Supplied records
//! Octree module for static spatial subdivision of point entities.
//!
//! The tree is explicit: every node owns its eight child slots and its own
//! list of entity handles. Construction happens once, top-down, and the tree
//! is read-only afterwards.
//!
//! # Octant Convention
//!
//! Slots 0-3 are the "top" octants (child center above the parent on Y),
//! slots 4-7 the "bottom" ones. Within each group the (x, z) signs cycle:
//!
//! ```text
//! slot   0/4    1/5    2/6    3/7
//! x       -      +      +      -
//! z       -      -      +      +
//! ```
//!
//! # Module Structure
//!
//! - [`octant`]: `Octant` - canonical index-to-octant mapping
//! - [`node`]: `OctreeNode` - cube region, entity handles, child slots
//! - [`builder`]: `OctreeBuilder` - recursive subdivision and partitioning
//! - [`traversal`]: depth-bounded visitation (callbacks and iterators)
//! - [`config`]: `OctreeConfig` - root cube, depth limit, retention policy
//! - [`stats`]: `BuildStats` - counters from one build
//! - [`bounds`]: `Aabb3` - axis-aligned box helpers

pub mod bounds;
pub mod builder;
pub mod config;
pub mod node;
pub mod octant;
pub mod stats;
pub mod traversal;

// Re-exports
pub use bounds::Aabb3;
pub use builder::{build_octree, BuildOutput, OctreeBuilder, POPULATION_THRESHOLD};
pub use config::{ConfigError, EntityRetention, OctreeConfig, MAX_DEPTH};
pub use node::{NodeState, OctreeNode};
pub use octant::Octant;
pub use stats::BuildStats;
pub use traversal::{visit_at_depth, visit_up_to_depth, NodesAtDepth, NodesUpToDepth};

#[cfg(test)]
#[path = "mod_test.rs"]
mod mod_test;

...

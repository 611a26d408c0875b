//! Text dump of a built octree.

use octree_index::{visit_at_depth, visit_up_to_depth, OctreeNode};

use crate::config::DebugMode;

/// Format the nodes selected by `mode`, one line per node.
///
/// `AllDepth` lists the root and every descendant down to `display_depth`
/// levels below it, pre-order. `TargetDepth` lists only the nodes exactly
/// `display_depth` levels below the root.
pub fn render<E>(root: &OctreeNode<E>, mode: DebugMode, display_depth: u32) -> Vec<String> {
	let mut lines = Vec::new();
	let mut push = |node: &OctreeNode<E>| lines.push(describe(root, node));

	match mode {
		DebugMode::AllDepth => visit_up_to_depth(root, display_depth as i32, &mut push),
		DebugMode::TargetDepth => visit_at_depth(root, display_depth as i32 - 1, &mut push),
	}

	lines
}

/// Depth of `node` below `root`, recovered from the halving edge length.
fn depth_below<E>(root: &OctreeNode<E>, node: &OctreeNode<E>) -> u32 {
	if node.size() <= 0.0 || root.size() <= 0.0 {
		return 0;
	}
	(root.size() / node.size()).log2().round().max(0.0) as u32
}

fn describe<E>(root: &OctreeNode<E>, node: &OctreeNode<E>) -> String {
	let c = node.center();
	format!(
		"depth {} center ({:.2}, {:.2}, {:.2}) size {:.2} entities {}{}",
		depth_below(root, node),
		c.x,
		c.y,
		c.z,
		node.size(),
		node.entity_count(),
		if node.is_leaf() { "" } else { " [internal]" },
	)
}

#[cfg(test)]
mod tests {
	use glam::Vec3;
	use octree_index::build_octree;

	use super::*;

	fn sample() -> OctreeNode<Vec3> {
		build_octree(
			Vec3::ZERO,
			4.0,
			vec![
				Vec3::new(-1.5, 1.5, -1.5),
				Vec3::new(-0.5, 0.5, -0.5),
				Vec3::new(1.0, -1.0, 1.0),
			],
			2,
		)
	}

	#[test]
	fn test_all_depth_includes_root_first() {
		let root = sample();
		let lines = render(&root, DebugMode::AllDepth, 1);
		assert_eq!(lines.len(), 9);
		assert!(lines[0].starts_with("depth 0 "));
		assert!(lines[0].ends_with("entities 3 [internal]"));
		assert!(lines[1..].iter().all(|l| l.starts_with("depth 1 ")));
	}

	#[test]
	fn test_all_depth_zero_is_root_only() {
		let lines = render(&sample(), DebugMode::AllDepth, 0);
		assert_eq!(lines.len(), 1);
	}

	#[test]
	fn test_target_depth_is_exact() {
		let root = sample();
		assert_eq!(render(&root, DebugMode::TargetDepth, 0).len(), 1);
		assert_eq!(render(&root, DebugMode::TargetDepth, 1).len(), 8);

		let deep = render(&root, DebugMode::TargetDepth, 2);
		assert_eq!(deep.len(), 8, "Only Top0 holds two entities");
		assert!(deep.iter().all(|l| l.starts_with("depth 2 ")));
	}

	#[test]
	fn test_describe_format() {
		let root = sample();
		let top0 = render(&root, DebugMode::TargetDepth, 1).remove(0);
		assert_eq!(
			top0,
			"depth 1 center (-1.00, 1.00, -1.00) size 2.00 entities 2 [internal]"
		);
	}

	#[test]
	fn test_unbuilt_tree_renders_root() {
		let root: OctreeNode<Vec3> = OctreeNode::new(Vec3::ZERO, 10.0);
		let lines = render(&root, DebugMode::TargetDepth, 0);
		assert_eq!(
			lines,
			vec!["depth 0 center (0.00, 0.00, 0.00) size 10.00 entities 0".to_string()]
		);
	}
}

Task to complete
Lines in the data that hold "levels" must be located and copied.

Exercise solution
/// levels below it, pre-order. `TargetDepth` lists only the nodes exactly
/// `display_depth` levels below the root.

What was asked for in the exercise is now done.